For bees - which need 150 million flowers to make enough honey for one hive to survive the winter - there isn't much left to eat.

What flowers remain are increasingly exposed to a new family of insecticides that, along with corn and soybeans, have exploded across the Midwest and the world: neonicotinoids. They come coated on virtually every seed planted in every major crop across the country - sunflowers, canola, cotton, soybeans and corn.

Over 90 percent of the seed corn available to farmrs comes precoated with neonicotinoids.

Ellis sees it every year in May, when his neighbors crisscross their fields with massive planters that inject the pesticide-coated seeds into the earth. They have to use a talc to keep the seeds from sticking together, and as the hydraulic pressure in the machines forces the seeds into the ground, the contaminated powder escapes and drifts over the land.

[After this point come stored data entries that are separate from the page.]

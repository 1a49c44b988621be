//! Repository for the `users` table.

use inbox_core::types::DbId;
use sqlx::PgPool;

use crate::models::user::User;

/// Column list for `users` queries.
const COLUMNS: &str = "id, email, created_at";

/// Provides the engine's read/write view of users.
pub struct UserRepo;

impl UserRepo {
    /// Create a user, returning the generated ID.
    pub async fn create(pool: &PgPool, email: &str) -> Result<DbId, sqlx::Error> {
        sqlx::query_scalar("INSERT INTO users (email) VALUES ($1) RETURNING id")
            .bind(email)
            .fetch_one(pool)
            .await
    }

    /// Fetch a user by id.
    pub async fn find_by_id(pool: &PgPool, user_id: DbId) -> Result<Option<User>, sqlx::Error> {
        let query = format!("SELECT {COLUMNS} FROM users WHERE id = $1");
        sqlx::query_as::<_, User>(&query)
            .bind(user_id)
            .fetch_optional(pool)
            .await
    }

    /// Fetch just the email address for a user.
    pub async fn get_email(pool: &PgPool, user_id: DbId) -> Result<Option<String>, sqlx::Error> {
        sqlx::query_scalar("SELECT email FROM users WHERE id = $1")
            .bind(user_id)
            .fetch_optional(pool)
            .await
    }
}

But May is also the month when his bees work the blooming willow trees, shrubs and other flowers around the gravel pit, collecting pollen and nectar as they play their part in the seasonal reproduction of plants. And when wind blows the fine powders from corn seeds over the blooming plants around his yard, many of the bees that return to the hive come back and die. The sight of thousands of bees twitching and convulsing in front of their boxes has become a near-annual event for Ellis and other beekeepers in the same predicament.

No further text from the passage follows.